La voix fluette l'invita à se redresser. Sa longue tresse glissa dans son dos lorsqu'il se leva, guilleret.

— Fumei-san ! N'êtes-vous pas censée être à votre étal ?

— Vous n'êtes pas passé chercher vos dango, alors je vous les apporte moi-même, s'exclama la jeune pâtissière.

Touché par son geste, Takeshi accepta avec plaisir la brochette de pâte de riz sucrée que son amie lui tendait, puis se pencha pour récupérer le couvre-chef tressé en forme de bol conique qu'il portait à chaque (rares) balades dans la cité. Un chapeau tressé en paille de riz imposé par son père et chef de clan, censé cacher son fils aux yeux du monde tout en lui attirant les moqueries de la populace.

Takeshi quitta son petit havre de paix pour raccompagner Fumei à son commerce et retrouva l'atmosphère agitée de la ville. La cacophonie citadine grandissait à l'approche des quartiers animés, bordés de maisons à étage unique. Sous les charpentes extérieures s'alignaient de multiples étals aux toits en tissu. Des senteurs gourmandes imprégnèrent l'air, à peine la grande allée passante franchie.

— Que ferais-je sans vous, Fumei-san, sourit Takeshi en mordant à pleine bouche dans l'une des boules moelleuses, fardée de poudre de thé. Qu'ai-je fait pour mériter pareille dévotion ?

Elle épousseta sa jolie robe fuchsia avec un rictus contrarié.

— C'est là une bien piètre compensation si l'on considère le traitement que vous inflige le chef de clan. Comment peut-il...

Sa phrase se conclut par un grondement réprobateur.

— Je crois que malgré vingt et un ans passés à mes côtés, mon père ne me connaîtra jamais aussi bien que vous après seulement quelques semaines d'entrevues, ricana-t-il d'un air détaché.

La légèreté de son expression rieuse – coutumière – était loin de rassurer la jeune femme. Elle lui rendit une mine chagrine tout en se glissant derrière le présentoir de son échoppe.

— Je ne cesserai jamais de vous défendre, Takeshi-sama¹. Vous qui êtes si doux et généreux, personne n'a jamais reconnu votre bonté. Ils vous considèrent tous comme le fardeau du clan. Sont-ils donc tous idiots ?

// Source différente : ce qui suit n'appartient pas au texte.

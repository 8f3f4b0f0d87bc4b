//! Integration tests for the Postgres user repository
//!
//! Run with: cargo test -p domain_accounts --test integration_test

use domain_accounts::{AccountError, AccountService, CreateUser, PgUserRepository};
use test_utils::{assertions::assert_some, TestDataBuilder, TestDatabase};

#[tokio::test]
async fn test_register_and_lookup_by_email() {
    let db = TestDatabase::new().await;
    let builder = TestDataBuilder::from_test_name("test_register_and_lookup_by_email");
    let service = AccountService::new(PgUserRepository::new(db.connection()));

    let email = builder.email("staff");
    let user = service
        .register(CreateUser::new(email.to_uppercase()).with_name("Staff"))
        .await
        .expect("Failed to register user");

    assert_eq!(user.email, email);

    let found = assert_some(
        service.find_by_email(&email).await.unwrap(),
        "user by email",
    );
    assert_eq!(found.id, user.id);
    assert_eq!(found.name, "Staff");
}

#[tokio::test]
async fn test_duplicate_email_is_rejected() {
    let db = TestDatabase::new().await;
    let builder = TestDataBuilder::from_test_name("test_duplicate_email_is_rejected");
    let service = AccountService::new(PgUserRepository::new(db.connection()));

    let email = builder.email("dup");
    service.register(CreateUser::new(&email)).await.unwrap();

    let err = service
        .register(CreateUser::new(format!(" {} ", email.to_uppercase())))
        .await
        .unwrap_err();
    assert!(matches!(err, AccountError::DuplicateEmail(_)));
}

#[tokio::test]
async fn test_remove_user() {
    let db = TestDatabase::new().await;
    let builder = TestDataBuilder::from_test_name("test_remove_user");
    let service = AccountService::new(PgUserRepository::new(db.connection()));

    let user = service
        .register(CreateUser::new(builder.email("leaver")))
        .await
        .unwrap();

    service.remove_user(user.id).await.unwrap();

    assert!(matches!(
        service.get_user(user.id).await,
        Err(AccountError::NotFound(_))
    ));
    assert!(matches!(
        service.remove_user(user.id).await,
        Err(AccountError::NotFound(_))
    ));
}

L'implacable franchise de son amie amusa Takeshi. Il finit par pousser un petit soupir fatigué, lourd d'une vie de brimades et de réprimandes.

— Les citoyens sont simplement habitués à la haine que mon père nourrit pour moi depuis ma naissance, c'est l'unique sentiment auquel ils m'associent.

— Ce n'est pas une raison. Sans même connaître votre visage, les gens avaient déjà normalisé cette rage contre vous.

— Cette rage contre le monde entier vous voulez dire, gloussa-t-il.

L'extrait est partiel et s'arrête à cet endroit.